Performers mess up on-stage all the time...even the pros. On Eric Clapton's live album Unplugged, he flubs the intro to a song so badly that he has to stop the band and start over. And yet, this was his highest selling album by far...10 million copies!
If you mention Clapton's Unplugged, most people think about the emotional "Tears in Heaven" or the sultry "Layla." Nobody remembers the musical train-wreck. What made the difference? Clapton had a laugh with the audience, shrugged it off, and started over...because he's a consummate professional. He knew he was there first and foremost to entertain his fans...so if they had a laugh at his expense, so be it! He was still serving their needs, and so they were more willing to forgive and forget.
If you're putting your audience first, there are few reasons to get nervous. What's the worst that can happen?
Turn It Around
So are nerves always a bad thing? If we've done our homework and put our focus on the audience, should we never feel "the jitters"? Mick Jagger once said the day he stopped feeling pre-show nerves would be the day he retired. Because nerves are a sign that you care.

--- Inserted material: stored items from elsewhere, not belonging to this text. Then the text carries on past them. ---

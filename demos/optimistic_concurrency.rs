//! Two writers race on one stream; the loser sees the version it missed and
//! retries.
//!
//! Run with: `cargo run --example optimistic_concurrency`

use eventide::{Repository, SessionError, StoreOptions, StreamIdentity, store::inmemory};
use serde::{Deserialize, Serialize};

#[derive(Serialize, Deserialize)]
struct ItemReserved {
    sku: String,
    quantity: u32,
}

#[tokio::main]
async fn main() -> Result<(), Box<dyn std::error::Error>> {
    let repo = Repository::with_options(
        inmemory::Store::new(),
        StoreOptions::new().identity(StreamIdentity::AsString),
    );
    let reserve = |quantity| {
        repo.wrap(ItemReserved {
            sku: "widget".into(),
            quantity,
        })
    };

    let mut session = repo.session();
    session.start_stream("inventory-widget", [reserve(1)?])?;
    session.save_changes().await?;

    // both writers read version 1
    let seen = repo
        .query()
        .fetch_stream_state("inventory-widget")
        .await?
        .map_or(0, |state| state.version);

    let mut first = repo.session();
    first.append_expected("inventory-widget", seen, [reserve(2)?])?;
    let mut second = repo.session();
    second.append_expected("inventory-widget", seen, [reserve(3)?])?;

    first.save_changes().await?;
    match second.save_changes().await {
        Err(SessionError::UnexpectedVersion(conflict)) => {
            println!("conflict: {conflict}; retrying at version {}", conflict.actual);
            let mut retry = repo.session();
            retry.append_expected("inventory-widget", conflict.actual, [reserve(3)?])?;
            let summary = retry.save_changes().await?;
            println!("stream now at version {}", summary.streams[0].version);
        }
        other => {
            other?;
        }
    }
    Ok(())
}
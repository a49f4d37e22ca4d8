//! Core machinery for the eventide event store.
//!
//! - [`event`] - Stream ids, stored events and the event type registry
//! - [`tracker`] - Pending stream actions collected by a session
//! - [`session`] - Unit of work and the atomic commit (`Session`)
//! - [`repository`] - Entry point, query sessions and live aggregation
//! - [`aggregate`] - Aggregate folding (`Aggregation`, `Apply`, `Create`)
//! - [`projection`] - Inline and async projections
//! - [`daemon`] - High-water detection and the async projection daemon
//! - [`store`] - Storage abstraction (`EventStore`, `StoreTransaction`)
//! - [`concurrency`] - Concurrency conflict errors
//! - [`options`] - Store-wide configuration
//!
//! # Example
//!
//! ```
//! use eventide_core::{repository::Repository, store::inmemory};
//!
//! let repo = Repository::new(inmemory::Store::new());
//! let session = repo.session();
//! assert!(session.pending().is_empty());
//! ```
//!
//! Most users should depend on the [`eventide`](https://docs.rs/eventide)
//! crate, which re-exports these types.

pub mod aggregate;
pub mod concurrency;
pub mod daemon;
pub mod event;
pub mod options;
pub mod projection;
pub mod repository;
pub mod session;
pub mod store;
pub mod tracker;
mod writer;

pub use writer::{CommitSummary, CommittedStream};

The difference between how Jagger handles that nervous energy and so many hapless performers is the value it's given. In other words, what does feeling nervous "mean" to you? Some people feel nervous, and they let it eat them up. "This is going to be an awful night. I'm sure I'm going to screw up royally, and I'll be the laughing stock of the world." That's the meaning they give to the funny feeling you get in the pit of your stomach.
I would suspect Mr. Jagger gives his nerves a much different interpretation. Most professionals learn how to take that nervous energy and channel it into their show. It gives their performance an edge, a sense of drive. To them nerves equals energy, and they know how to channel it in a positive direction.
So What Happened?
I know, I know...I left you hanging with the story. So there I was standing nervously on stage, mouth open ready to sing, anxiously awaiting for the lyrics to "come to me."
They never did. So having no choice, I managed my nerves and did what any performer in my position would do--I made up the words! I have no idea what I sang about that night; it could have been about riding camels in the Samarkand Desert, for all I know. As long as it fit the melody and rhymed, I was blurting out these new-found lyrics rapid-fire...I was "free-styling."
Some fans who actually knew the REAL lyrics were a bit confused by my impromptu interpretation. But at least I kept the gig and lived to sing another day. Clapton would have been proud.